Les interrogations, les réserves et, in fine, les tirs de barrage découlent, à la fois, de la conjoncture forcément troublante, de l’agenda manifestement voilé et de la myopie longtemps volontaire sur le foutoir partout effectif : dans les rues, sur les lieux publics et dans les édifices officiels. En effet, le Président Macky Sall a – durant sept ans – gouverné et sillonné le pays. Mieux, le chef de l’Etat a innové la gouvernance, en présidant, dans chaque capitale régionale, un Conseil des ministres. Quant au candidat de la coalition Benno Bokk Yakaar, il a écumé les villes et les bourgades du Sénégal, pendant une vingtaine de jours. Bref, Macky Sall a été placé devant toutes les portes ouvertes, toutes les baies non vitrées, et toutes les fenêtres non grillagées, pour observer le panorama de pagaille. Précédemment ministre de l’Intérieur et Premier ministre, le Président Macky Sall a eu la latitude et le loisir d’apprendre ou de voir des choses effarantes et non orthodoxes sur la commande publique, sur l’utilisation du carburant, autour des diplomates fantômes, sur la facture locative très lourde de l’Etat, sur les passeports plus maraboutiques que diplomatiques, sur l’anarchie en prévalence dans l’immense parc automobile etc. Sans réagir automatiquement ou corriger énergiquement.
 

D’où le mélange de perplexité et de méfiance vis-à-vis de ce gros wagon de réformes et de mesures que résume la question que voici : pourquoi « Le lion qui dort » traditionnellement comme une marmotte, s’est subitement réveillé et s’est vigoureusement emparé de l’attirail du réformateur visiblement très impatient d’opérer le toilettage des institutions, l’astiquage des administrations et l’assainissement de l’environnement ? En tout cas, l’exposé laborieux des motifs du projet de loi ne gomme pas les appréhensions et les appréciations des observateurs qui traquent les arrière-pensées puis pistent les desseins enfouis du Président ultra-réformateur : Macky Sall.
 

Au chapitre des remarques et dans la case des appréhensions, il est bien prouvé que l’attente et la garantie de la réélection ont bien relégué à la queue des priorités du chef de l’Etat, toutes les urgences institutionnelles que renferme, aujourd’hui, le projet ou le bolide de loi portant révision de la Constitution qui sera examiné et voté à la hussarde.

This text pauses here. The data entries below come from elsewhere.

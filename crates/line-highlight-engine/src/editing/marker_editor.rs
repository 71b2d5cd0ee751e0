use xi_rope::Rope;
use xi_rope::delta::Builder;

use crate::grammar::{ColorTag, marker_token};
use crate::host::{ActiveDocument, DocumentStore};
use crate::io::IoError;
use crate::render::extract_marker_from_text;

use super::lines::text_lines;

/// What [`set_line_marker`] did.
#[derive(Debug, Clone, Copy, PartialEq, Eq)]
pub enum EditOutcome {
    /// The document was rewritten.
    Applied,
    /// The line already looked like that; nothing was written.
    Unchanged,
    NoActiveDocument,
    LineOutOfRange,
}

/// New content for one line: existing trailing marker removed, then the new
/// marker appended after a single space.
fn remark_line(line: &str, color: Option<ColorTag>) -> String {
    let (content, cr) = match line.strip_suffix('\r') {
        Some(content) => (content, "\r"),
        None => (line, ""),
    };

    let base = match extract_marker_from_text(content) {
        Some(found) => found.stripped(content),
        None if color.is_some() => content.trim_end(),
        None => content,
    };

    match color {
        Some(color) => format!("{base} {}{cr}", marker_token(color)),
        None => format!("{base}{cr}"),
    }
}

/// Rewrites the marker of line `line_index` (zero-based) in `text`.
///
/// Returns `None` when the index is out of range. Every byte outside the
/// target line's trailing region is preserved.
pub fn rewrite_line_marker(
    text: &str,
    line_index: isize,
    color: Option<ColorTag>,
) -> Option<String> {
    let index = usize::try_from(line_index).ok()?;
    let rope = Rope::from(text);
    let line = text_lines(&rope).into_iter().nth(index)?;

    let replacement = remark_line(&line.text, color);
    if replacement == line.text {
        return Some(text.to_string());
    }

    let mut builder = Builder::new(rope.len());
    builder.replace(line.span.start..line.span.end, Rope::from(replacement.as_str()));
    let delta = builder.build();
    Some(delta.apply(&rope).to_string())
}

/// Sets (or with `None`, clears) the highlight marker on one line of the
/// active document.
///
/// A missing document or an out-of-range index is not an error: the request
/// came from a UI gesture and there is nothing useful to report, so it
/// degrades to a no-op outcome.
pub fn set_line_marker<S, A>(
    store: &S,
    active: &A,
    line_index: isize,
    color: Option<ColorTag>,
) -> Result<EditOutcome, IoError>
where
    S: DocumentStore,
    A: ActiveDocument<Handle = S::Handle>,
{
    let Some(handle) = active.active_document() else {
        log::debug!("No active document, ignoring marker edit");
        return Ok(EditOutcome::NoActiveDocument);
    };

    let text = store.read(&handle)?;
    let Some(updated) = rewrite_line_marker(&text, line_index, color) else {
        log::debug!("Line index {line_index} out of range, ignoring marker edit");
        return Ok(EditOutcome::LineOutOfRange);
    };

    if updated == text {
        log::debug!("Line {line_index} already has the requested marker");
        return Ok(EditOutcome::Unchanged);
    }

    store.write(&handle, &updated)?;
    match color {
        Some(color) => log::info!("Marked line {} as {color}", line_index + 1),
        None => log::info!("Cleared marker on line {}", line_index + 1),
    }
    Ok(EditOutcome::Applied)
}

#[cfg(test)]
mod tests {
    use super::*;
    use crate::tests::MemoryStore;
    use pretty_assertions::assert_eq;
    use rstest::rstest;

    const DOC: &str = "# Title\n\nfirst line  \nsecond %hl-red%\n  indented\n";

    #[test]
    fn adds_marker_with_single_space() {
        let out = rewrite_line_marker("hello", 0, Some(ColorTag::Green)).unwrap();
        assert_eq!(out, "hello %hl-green%");
    }

    #[test]
    fn replaces_existing_marker() {
        let out = rewrite_line_marker(DOC, 3, Some(ColorTag::Blue)).unwrap();
        assert_eq!(out, DOC.replace("second %hl-red%", "second %hl-blue%"));
    }

    #[test]
    fn replaces_differently_cased_marker_and_spacing() {
        let out = rewrite_line_marker("x   %HL-Red%  ", 0, Some(ColorTag::Red)).unwrap();
        assert_eq!(out, "x %hl-red%");
    }

    #[test]
    fn clears_marker() {
        let out = rewrite_line_marker(DOC, 3, None).unwrap();
        assert_eq!(out, DOC.replace("second %hl-red%", "second"));
    }

    #[test]
    fn clearing_an_unmarked_line_changes_nothing() {
        let out = rewrite_line_marker(DOC, 2, None).unwrap();
        assert_eq!(out, DOC);
    }

    #[test]
    fn other_lines_are_byte_identical() {
        let out = rewrite_line_marker(DOC, 2, Some(ColorTag::Yellow)).unwrap();
        let before: Vec<_> = DOC.split('\n').collect();
        let after: Vec<_> = out.split('\n').collect();

        assert_eq!(before.len(), after.len());
        for (i, (b, a)) in before.iter().zip(after.iter()).enumerate() {
            if i == 2 {
                assert_eq!(*a, "first line %hl-yellow%");
            } else {
                assert_eq!(a, b);
            }
        }
    }

    #[test]
    fn setting_twice_is_idempotent() {
        let once = rewrite_line_marker(DOC, 4, Some(ColorTag::Green)).unwrap();
        let twice = rewrite_line_marker(&once, 4, Some(ColorTag::Green)).unwrap();
        assert_eq!(once, twice);
    }

    #[test]
    fn set_then_clear_restores_line() {
        let marked = rewrite_line_marker(DOC, 4, Some(ColorTag::Green)).unwrap();
        let cleared = rewrite_line_marker(&marked, 4, None).unwrap();
        assert_eq!(cleared, DOC);
    }

    #[test]
    fn keeps_crlf_endings() {
        let out = rewrite_line_marker("a\r\nb\r\n", 0, Some(ColorTag::Pink)).unwrap();
        assert_eq!(out, "a %hl-pink%\r\nb\r\n");
    }

    #[test]
    fn mid_line_marker_is_left_alone() {
        let out = rewrite_line_marker("see %hl-red% here", 0, Some(ColorTag::Gray)).unwrap();
        assert_eq!(out, "see %hl-red% here %hl-gray%");
    }

    #[test]
    fn trailing_empty_line_is_addressable() {
        let out = rewrite_line_marker("a\n", 1, Some(ColorTag::Red)).unwrap();
        assert_eq!(out, "a\n %hl-red%");
    }

    #[rstest]
    #[case(-1)]
    #[case(6)]
    #[case(100)]
    fn out_of_range_is_none(#[case] index: isize) {
        assert_eq!(rewrite_line_marker(DOC, index, Some(ColorTag::Red)), None);
    }

    #[test]
    fn set_line_marker_writes_through_store() {
        let store = MemoryStore::with_document("note.md", "one\ntwo");
        let active = Some("note.md".to_string());

        let outcome = set_line_marker(&store, &active, 1, Some(ColorTag::Purple)).unwrap();

        assert_eq!(outcome, EditOutcome::Applied);
        assert_eq!(store.text("note.md"), "one\ntwo %hl-purple%");
        assert_eq!(store.writes(), 1);
    }

    #[test]
    fn set_line_marker_without_active_document_is_noop() {
        let store = MemoryStore::with_document("note.md", "one");
        let active: Option<String> = None;

        let outcome = set_line_marker(&store, &active, 0, Some(ColorTag::Red)).unwrap();

        assert_eq!(outcome, EditOutcome::NoActiveDocument);
        assert_eq!(store.writes(), 0);
    }

    #[rstest]
    #[case(-1)]
    #[case(2)]
    fn set_line_marker_out_of_range_leaves_text(#[case] index: isize) {
        let store = MemoryStore::with_document("note.md", "one\ntwo");
        let active = Some("note.md".to_string());

        let outcome = set_line_marker(&store, &active, index, Some(ColorTag::Red)).unwrap();

        assert_eq!(outcome, EditOutcome::LineOutOfRange);
        assert_eq!(store.text("note.md"), "one\ntwo");
        assert_eq!(store.writes(), 0);
    }

    #[test]
    fn unchanged_text_is_not_written() {
        let store = MemoryStore::with_document("note.md", "one %hl-red%");
        let active = Some("note.md".to_string());

        let outcome = set_line_marker(&store, &active, 0, Some(ColorTag::Red)).unwrap();

        assert_eq!(outcome, EditOutcome::Unchanged);
        assert_eq!(store.writes(), 0);
    }
}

Moralité : l’épée de Damoclès du second mandat a ligoté Macky Sall, l’empêchant – pendant sept ans – de pulvériser les pesanteurs administratives, de détruire les goulots d’étrangement et d’appliquer, avec rigueur, les vieilles lois des années 70 (non abrogées) qui assurent (sur le papier) un cadre de vie totalement dépollué ou « kigalisé ». Au vu des responsabilités longtemps esquivées et des devoirs carrément différés, entre 2012 et 2019, on cherche vainement les traces d’amour pour la patrie, les signes d’attachement à l’émergence économique et les marques de respect à l’endroit du citoyen ? Par contre, le tournis né du tourbillon de réformes et son cortège de vertiges sont au rendez-vous ; les tours (toujours sales, jamais propres) sont perceptibles dans le sac et les coups fourrés sont redoutés. Bref, des desseins se dessinent dans le projet de loi déjà examiné en commissions et programmé pour la plénière du 4 avril prochain.
 

Il n’est donc pas étonnant que l’alerte et la vigilance des Sénégalais soient fouettées par la suppression des services du Premier ministre et la trouvaille du fast track qui ne puent pas la pertinence, n’embrassent pas l’acuité et ne collent pas à l’urgence. A contrario, le couple réformes-fast track enfante des suspicions. Lesquelles orientent toutes les attentions vers un dauphin procréé par des manipulations politico-constitutionnelles et démocratiquement accouché…aux forceps. Tout comme le bolide de loi, sans freins dans le circuit parlementaire, peut également être en mission de déminage institutionnel sur le « Boulevard 2024-2029 » du troisième mandat, au moment où le désencombrement s’amorce sur l’Avenue Lamine Guèye. En attendant, on sert le somnifère des comparaisons avec les suppressions antérieures, des années 60 et 80, décidées respectivement par les Présidents Senghor et Diouf. En cette année 2019, les arguments en faveur de la réforme constitutionnelle effaçant le Premier ministre, ne sont pas en béton. Les justifications sont plutôt en banco. L’Histoire ne marche pas avec les béquilles rouillées du mimétisme et de la singerie. Dans cet ordre d’idées, on peut faire la radioscopie sereine et sérieuse du fast track. Je dis bien radioscopie et non procès du dernier bidule de Macky Sall.    
 

« On prête à l’Afrique, non seulement des capitaux, mais aussi des visions » déplorait tristement et savamment l’Historien kenyan Ali Mazrui. Tel est le drame qui consiste à emprunter des visions, au lieu d’en forger. Au cas où l’emprunt s’impose (la science est universelle) il conviendra alors de lui appliquer la très utile cure linguistique. Comme au Rwanda où les slogans, les messages, les mots d’ordre et les maitre-mots mobilisateurs sont déclinés en Kinyarwanda et accessoirement…en Swahili. Dans ce pays (catalogué à tort ou à raison, comme le modèle des modèles), les rituels du commandement militaire sont hurlés en langue nationale, par les officiers de Paul Kagamé. Question : pourquoi maintenir la formulation anglaise ou anglo-saxonne de fast track ? La rigueur de la pédagogie et l’efficience de la vulgarisation commandent de traduire le fast track en Sérère, en Pulhar, en Diola, en Ouolof, en Sarakolé etc. A cet égard, rappelons que le YOONU YOKKUTE de Macky Sall avait fait mouche à la présidentielle de 2012. Parce que le « chemin du bonheur et du bien-être » est une voie exigeante sur laquelle on ne traine pas, on ne flâne pas.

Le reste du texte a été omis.